The Frequency of Traditional and Additional Cardiovascular Risk Factors in Hypertensive Patients with Rheumatoid Arthritis and its Interrelation with Subclinical Atherosclerosis Manifistations

Olexandr Kuryata Oksana Sirenko
Onnere Medicine # 2, Dnipropetrovsk Medical Academy

The objective was to evaluate the frequency of cardiovascular risk factors in hypertensive patients with rheumatoid arthritis depending on subclinical manifestation of atherosclerosis. The study involved 100 patients with rheumatoid arthritis and stably selected therapy for more than 6 months at the age from 45 to 65 years (mean age 53,19 ± 5,40 years).
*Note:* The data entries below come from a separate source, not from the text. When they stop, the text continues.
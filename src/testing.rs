// Shared fixtures for unit tests: a model small enough to run
// on the CPU backend in milliseconds, hand-built batches and
// a small on-disk corpus.

use burn::{data::dataloader::batcher::Batcher, prelude::*};
use std::{fs, path::Path};

use crate::application::config::ModelSettings;
use crate::data::{
    batcher::{DialogueBatch, DialogueBatcher},
    dataset::DialogueSample,
};
use crate::ml::model::UnifiedTransformerConfig;

pub const VOCAB_SIZE: usize = 16;
pub const PAD: u32 = 0;
pub const BOS: u32 = 2;
pub const EOS: u32 = 3;

pub fn tiny_model_config() -> UnifiedTransformerConfig {
    UnifiedTransformerConfig::new(VOCAB_SIZE, 2, 16, 8, 2, 1)
}

/// Two dialogues of different lengths, so the batch carries padding.
pub fn tiny_samples() -> Vec<DialogueSample> {
    vec![
        DialogueSample::from_ids(&[vec![5, 6], vec![7]], &[8, 9, 10], BOS, EOS, 16),
        DialogueSample::from_ids(&[vec![11]], &[12], BOS, EOS, 16),
    ]
}

pub fn tiny_batch<B: Backend>(device: &B::Device) -> DialogueBatch<B> {
    DialogueBatcher::<B>::new(device.clone(), PAD).batch(tiny_samples())
}

/// Paths of a tiny on-disk corpus plus model settings that fit it.
pub struct Corpus {
    pub vocab: String,
    pub train: String,
    pub valid: String,
    pub model: ModelSettings,
}

/// Write vocab.txt, train.txt and valid.txt under `dir`.
///
/// Special ids match the constants above: [PAD]=0, [CLS]=2, [SEP]=3.
pub fn write_corpus(dir: &Path) -> Corpus {
    let mut vocab = String::from("[PAD]\n[UNK]\n[CLS]\n[SEP]\n[MASK]\n");
    for i in 0..10 {
        vocab.push_str(&format!("w{i}\n"));
    }

    let line = |i: usize| {
        let w = |k: usize| format!("w{}", (i + k) % 10);
        format!("{} {} {}\t{} {}\t{} {} {}\n", w(0), w(1), w(2), w(3), w(4), w(5), w(6), w(7))
    };
    let train: String = (0..12).map(line).collect();
    let valid: String = (0..4).map(|i| line(i + 3)).collect();

    let write = |name: &str, text: &str| {
        let path = dir.join(name);
        fs::write(&path, text).unwrap();
        path.to_string_lossy().into_owned()
    };

    Corpus {
        vocab: write("vocab.txt", &vocab),
        train: write("train.txt", &train),
        valid: write("valid.txt", &valid),
        model: ModelSettings {
            num_layers:  1,
            d_model:     8,
            nhead:       2,
            dropout:     0.0,
            max_seq_len: 32,
            ..ModelSettings::default()
        },
    }
}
The risk of fatal cardiovascular disease was calculated using modificated SCORE for RA. The levels of total cholesterol, triglycerides, C-reactive protein, serum creatinine, body mass index, body area index, disease activity score DAS-28 were determined. Intima-media thickness of common carotid artery and endothelial-dependent flow mediated vasodilatation of brachial artery were measured by high-resolution ultrasonography, echocardiography was performed to all pts.

The most frequently revealed traditional risk factors were dyslipidemia (83% pts, mean levels of total cholesterol 5,9±0,36 ±0,11 mmol/l) and obesity - 78% pts (mean BMI level 31,12 (±5,85)). Subclinical manifestations of atherosclerosis and endothelial dysfunction were established in the majority of patients – 65% and 75% respectively. Wherein cardiovascular risk level matched by SCORE was 1,48 ± 1,94%, with consideration of 1,5 coefficient - 1,98 ± 2,53%, all the same is considered that medium risk. Conclusions: Hypertensive patients with rheumatoid arthritis have a high prevalence of traditional risk factors such as obesity and dyslipidemia. The Assessment of additional risk factors such as endothelial dysfunction and performing of carotid ultrasound may be useful for managing this group of pts.